Die Müllwerker von Nehlsen haben bisher einen Haustarif in Höhe von rund 90
Prozent des Tarifvertrages der Bundesverbandes der Entsorger (BDE)
bekommen. Das soll sich ab Juli ändern. Mit der Neuvergabe der Aufträge an
Nehlsen wurde vereinbart, dass ein Tariflohn auch in Bremen gelten soll,
mindestens aber 16 Euro pro Stunde gezahlt werden sollen. Im Durchschnitt
erhalten die Mitarbeiter ohne lange Betriebszugehörigkeit dann gut 20
Prozent mehr Jahresentgeld.
Nehlsen hatte offenbar an den geringen Löhnen in der Vergangenheit so gut
verdient, dass die Firma diese Lohnerhöhung zusagen konnte. Nur deswegen
konnte Nehlsen den Auftrag für sich gewinnen, Mitkonkurrenten hatten
weniger angeboten. Weitergehenden Leistungen in Richtung des Tarifvertrags
für den öffentlichen Dienst (TVÖD) will Nehlsen aber nur bei einer Erhöhung
der Müllgebühren zustimmen. Dies wiederum will aber die Umweltbehörde
vermeiden, weil das die teilweise Rekommunalisierung in Misskredit bringen
würde.
Nun gibt es aber den in der Ausschreibung angegebenen Entsorgertarif BDE
nicht mehr, und die Frage ist, was Nehlsen zahlt. Die Summe von 16 Euro
Mindestlohn ist verbindlich, sagt Staatsrat Ronny Meyer von der
Umweltbehörde, aber weitergehende Leistungen insbesondere bei der
Altersversorgung wurden nicht erwähnt in der Ausschreibung. Dabei geht es
um erhebliche Summen, über die nun in Tarifverhandlungen zwischen Ver.di
und Nehlsen verhandelt werden muss. Vor Beginn dieser anstehenden
Tarifverhandlungen hat die Gewerkschaft am gestrigen Freitag ihre Kritik
lautstark formuliert. Den Müllwerkern sei in Einzelgesprächen lediglich
mündlich mitgeteilt worden, was sie verdienen werden, klagt Ver.di.

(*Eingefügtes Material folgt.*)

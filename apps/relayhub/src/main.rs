use std::net::SocketAddr;

use anyhow::Context;
use relayhub_core::bootstrap_from_env;
use tracing::info;

#[tokio::main]
async fn main() {
    init_tracing();
    if let Err(err) = run().await {
        eprintln!("relayhub failed: {err:#}");
        std::process::exit(1);
    }
}

async fn run() -> anyhow::Result<()> {
    let boot = bootstrap_from_env().await?;
    let _sweeper = boot.spawn_capture_sweeper();

    let bind = format!("{}:{}", boot.config.host, boot.config.port);
    let listener = tokio::net::TcpListener::bind(&bind)
        .await
        .with_context(|| format!("bind {bind}"))?;
    info!(addr = %bind, "listening");

    let app = boot.core.router();
    axum::serve(
        listener,
        app.into_make_service_with_connect_info::<SocketAddr>(),
    )
    .with_graceful_shutdown(shutdown_signal())
    .await
    .context("serve")?;
    Ok(())
}

fn init_tracing() {
    let filter = tracing_subscriber::EnvFilter::try_from_env("RELAYHUB_LOG")
        .or_else(|_| tracing_subscriber::EnvFilter::try_from_default_env())
        .unwrap_or_else(|_| tracing_subscriber::EnvFilter::new("relayhub=info"));
    tracing_subscriber::fmt().with_env_filter(filter).init();
}

async fn shutdown_signal() {
    if tokio::signal::ctrl_c().await.is_ok() {
        info!("shutdown requested");
    }
}
pub mod admin;
pub mod bootstrap;
pub mod core;
pub mod dispatch;
pub mod engine;
pub mod handler;
pub mod log;
pub mod upstream_client;

pub use bootstrap::{Bootstrap, ChannelFileError, CliArgs, bootstrap, bootstrap_from_env};
pub use crate::core::{Core, CoreState};
pub use engine::{RelayCall, RelayEngine, RelayOutcome};
pub use log::{LogSink, RelayLog, RelayLogEntry, TracingLogSink};
pub use upstream_client::{HttpUpstreamProvider, UpstreamClientConfig};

Offenbar gibt es kein Papier, in dem die Entlohnung nachvollziehbar
formuliert ist. Auf eine entsprechende Anfrage der taz hat Nehlsen nicht
geantwortet.
Die 16 Euro Stundenlohn bedeuten für die meisten Mitarbeiter von Nehlsen
zwar eine Erhöhung, aber die Löhne sind für alle gleich – Zulagen nach
Betriebszugehörigkeit, die darüber hinausgehen, gibt es beispielsweise
nicht mehr. Und ob Nehlsen Lohnerhöhungen zahlt in den kommenden Jahren,
wenn andere Arbeitgeber die Löhne steigern, ist völlig unklar – es steht im
Belieben des Arbeitgebers.
Insbesondere, so klagt die Gewerkschaft, gibt es eine
„Jahressonderleistung“. Das schöne Wort bedeutet aber nicht, dass Nehlsen
mehr zahlt, sondern dass erst einmal der effektiv ausgezahlte Lohn
niedriger liegt – und dass die Differenz irgendwie als
„Jahressonderleistung“ ausgezahlt werden soll. „Das ist praktisch ein
Kredit der Mitarbeiter an Nehlsen“, interpretiert der Ver.di-Fachmann Pit
Eckert das, was den Mitarbeitern da mündlich erzählt wurde.
Von Daniela Enslein, der kommunalen „zweiten“ Geschäftsführerin der ALB,
gab es keine Erläuterung zu der Kritik von Ver.di. An der operativen
Müllabfuhrfirma ALB-GmbH hat die kommunale Anstalt des öffentlichen Rechts
(AÖR) zwar 49,9 Prozent der Anteile, aber 50,1 Prozent hält Nehlsen und so
hat die Kommune auf die effektive Geschäftspolitik keinen Einfluss.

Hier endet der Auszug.